━━━━━ Material for this exercise

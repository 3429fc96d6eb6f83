//! Concurrent analysis scheduler.
//!
//! One discovery thread walks the dataset's protein universe and streams
//! every pathway containing an observed protein into a bounded channel.
//! The dispatch loop drains the channel and hands each pathway to a fixed
//! worker pool for scoring, while a monitor thread logs periodic
//! checkpoints. Dropping the sender ends the stream, so no sentinel value
//! is needed; a closed, empty channel is the termination signal.

pub mod monitor;


use std::panic::{catch_unwind, AssertUnwindSafe};
use std::sync::atomic::{AtomicBool, Ordering};
use std::sync::Arc;
use std::thread;
use std::time::{Duration, Instant};

use chrono::Utc;
use crossbeam_channel::{bounded, Receiver, RecvTimeoutError, Sender};
use thiserror::Error;
use tracing::{error, info, warn};

use enrich_catalog::{PathwayCatalog, PathwayId};
use enrich_core::{AnalysisConfig, Dataset, EnrichError};

use crate::metrics::{RunCounters, RunSummary};
use crate::result::ResultsMap;
use crate::scoring::score_pathway;

/// Seconds granted per in-flight task (scaled by pool size) when waiting
/// for the pool to drain after discovery ends.
const SHUTDOWN_SECS_PER_TASK: u64 = 10;

#[derive(Error, Debug)]
pub enum SchedulerError {
    #[error(transparent)]
    Config(#[from] EnrichError),

    #[error("Failed to build the worker pool: {0}")]
    Pool(#[from] rayon::ThreadPoolBuildError),

    #[error("Failed to spawn the {name} thread: {source}")]
    Spawn {
        name: &'static str,
        source: std::io::Error,
    },
}

/// Drives one full analysis run: discovery, dispatch, scoring, shutdown.
pub struct AnalysisEngine {
    catalog: Arc<dyn PathwayCatalog>,
    config: AnalysisConfig,
}

impl AnalysisEngine {
    pub fn new(catalog: Arc<dyn PathwayCatalog>, config: AnalysisConfig) -> Self {
        Self { catalog, config }
    }

    pub fn config(&self) -> &AnalysisConfig {
        &self.config
    }

    /// Run the analysis over a dataset and return the run summary.
    ///
    /// The dataset is finalized here if the caller has not done so
    /// already. Scored pathways land in the returned [`ResultsMap`];
    /// per-pathway scoring failures are logged and counted but do not
    /// abort the run.
    pub fn run(&self, mut dataset: Dataset) -> Result<(Arc<ResultsMap>, RunSummary), SchedulerError> {
        self.config.validate()?;
        let started_at = Utc::now();

        if !dataset.is_finalized() {
            dataset.finalize(&self.config, &mut rand::thread_rng())?;
        }
        let dataset = Arc::new(dataset);

        let pool_size = self.config.resolved_worker_threads();
        info!(
            workers = pool_size,
            queue_capacity = self.config.queue_capacity,
            "analysis engine running"
        );

        let pool = rayon::ThreadPoolBuilder::new()
            .num_threads(pool_size)
            .thread_name(|i| format!("enrich-pool-thread-{}", i + 1))
            .build()?;

        let (tx, rx) = bounded::<PathwayId>(self.config.queue_capacity);
        let counters = Arc::new(RunCounters::default());
        let results = Arc::new(ResultsMap::new());

        let discovery = self.spawn_discovery(tx, Arc::clone(&dataset), Arc::clone(&counters))?;

        let monitor_stop = Arc::new(AtomicBool::new(false));
        let monitor = monitor::spawn(
            Duration::from_secs(self.config.monitor_interval_seconds),
            Arc::clone(&monitor_stop),
            rx.clone(),
            Arc::clone(&counters),
            Arc::clone(&results),
        )
        .map_err(|source| SchedulerError::Spawn { name: "monitor", source })?;

        self.dispatch(&pool, &rx, &dataset, &counters, &results);

        if discovery.join().is_err() {
            error!("discovery thread panicked");
        }
        info!("all pathways queried and queued, draining the worker pool");

        self.await_drain(&counters, pool_size);

        monitor_stop.store(true, Ordering::Relaxed);
        if monitor.join().is_err() {
            error!("monitor thread panicked");
        }

        let summary = RunSummary {
            started_at,
            finished_at: Utc::now(),
            worker_threads: pool_size,
            discovered: counters.discovered(),
            dispatched: counters.dispatched(),
            completed: counters.completed(),
            skipped: counters.skipped(),
            failed: counters.failed(),
            results: results.len(),
            duplicates: results.duplicates(),
            mean_proc_time_ms: counters.mean_proc_time().as_secs_f64() * 1000.0,
        };
        info!(
            completed = summary.completed,
            results = summary.results,
            duplicates = summary.duplicates,
            skipped = summary.skipped,
            failed = summary.failed,
            mean_proc_time_ms = summary.mean_proc_time_ms,
            consistent = summary.is_consistent(),
            "analysis run finished"
        );

        Ok((results, summary))
    }

    /// Start the discovery thread streaming pathways into the channel.
    ///
    /// The sender is moved into the thread and dropped on exit, which
    /// closes the channel and lets the dispatch loop terminate.
    fn spawn_discovery(
        &self,
        tx: Sender<PathwayId>,
        dataset: Arc<Dataset>,
        counters: Arc<RunCounters>,
    ) -> Result<thread::JoinHandle<()>, SchedulerError> {
        let catalog = Arc::clone(&self.catalog);
        thread::Builder::new()
            .name("enrich-query-thread".to_string())
            .spawn(move || {
                for acc in dataset.protein_ids() {
                    let paths = match catalog.pathways_containing(acc) {
                        Ok(paths) => paths,
                        Err(e) => {
                            error!(accession = %acc, error = %e, "catalog lookup failed, skipping accession");
                            continue;
                        }
                    };
                    for path in paths {
                        counters.note_discovered();
                        // A send error means the run was torn down early.
                        if tx.send(path).is_err() {
                            return;
                        }
                    }
                }
                info!(total = counters.discovered(), "pathway discovery finished");
            })
            .map_err(|source| SchedulerError::Spawn { name: "discovery", source })
    }

    /// Drain the channel and hand each pathway to the worker pool.
    fn dispatch(
        &self,
        pool: &rayon::ThreadPool,
        rx: &Receiver<PathwayId>,
        dataset: &Arc<Dataset>,
        counters: &Arc<RunCounters>,
        results: &Arc<ResultsMap>,
    ) {
        let poll_timeout = Duration::from_secs(self.config.poll_timeout_seconds);
        loop {
            match rx.recv_timeout(poll_timeout) {
                Ok(pathway) => {
                    counters.note_dispatched();
                    let dataset = Arc::clone(dataset);
                    let catalog = Arc::clone(&self.catalog);
                    let counters = Arc::clone(counters);
                    let results = Arc::clone(results);
                    let config = self.config.clone();
                    pool.spawn(move || {
                        let t0 = Instant::now();
                        run_task(&pathway, &dataset, &*catalog, &config, &results, &counters);
                        counters.note_completed(t0.elapsed());
                    });
                }
                Err(RecvTimeoutError::Timeout) => {
                    warn!("timed out while waiting for a pathway");
                }
                Err(RecvTimeoutError::Disconnected) => break,
            }
        }
    }

    /// Wait for in-flight tasks, bounded by a deadline proportional to the
    /// number of remaining tasks per worker.
    fn await_drain(&self, counters: &RunCounters, pool_size: usize) {
        let remaining = counters.in_flight();
        if remaining == 0 {
            return;
        }
        let timeout =
            Duration::from_secs((SHUTDOWN_SECS_PER_TASK * remaining as u64 / pool_size as u64).max(1));
        info!(
            remaining,
            timeout_secs = timeout.as_secs(),
            "waiting for the worker pool to drain"
        );

        let deadline = Instant::now() + timeout;
        while counters.in_flight() > 0 {
            if Instant::now() >= deadline {
                warn!(
                    in_flight = counters.in_flight(),
                    "worker pool did not drain before the deadline"
                );
                return;
            }
            thread::sleep(Duration::from_millis(20));
        }
    }
}

/// Score one pathway inside a worker thread.
///
/// Duplicates are dropped before scoring; scoring errors and panics are
/// caught here, logged, and counted, so a single bad pathway cannot take
/// a worker or the run down.
fn run_task(
    pathway: &PathwayId,
    dataset: &Dataset,
    catalog: &dyn PathwayCatalog,
    config: &AnalysisConfig,
    results: &ResultsMap,
    counters: &RunCounters,
) {
    if results.contains(pathway) {
        results.note_duplicate();
        return;
    }

    let outcome = catch_unwind(AssertUnwindSafe(|| {
        score_pathway(pathway, dataset, catalog, config, &mut rand::thread_rng())
    }));
    match outcome {
        Ok(Ok(Some(result))) => {
            results.insert_if_absent(result);
        }
        Ok(Ok(None)) => counters.note_skipped(),
        Ok(Err(e)) => {
            error!(pathway = %pathway, error = %e, "scoring failed");
            counters.note_failed();
        }
        Err(panic) => {
            let msg = panic
                .downcast_ref::<&str>()
                .map(|s| s.to_string())
                .or_else(|| panic.downcast_ref::<String>().cloned())
                .unwrap_or_else(|| "opaque panic payload".to_string());
            error!(pathway = %pathway, panic = %msg, "scoring panicked");
            counters.note_failed();
        }
    }
}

━━━━━━━━━━

*Assigned task*. Among the lines of the preceding data, which ones hold the word "ends"? List them.

*The completed task*.
//! checkpoints. Dropping the sender ends the stream, so no sentinel value
/// for the pool to drain after discovery ends.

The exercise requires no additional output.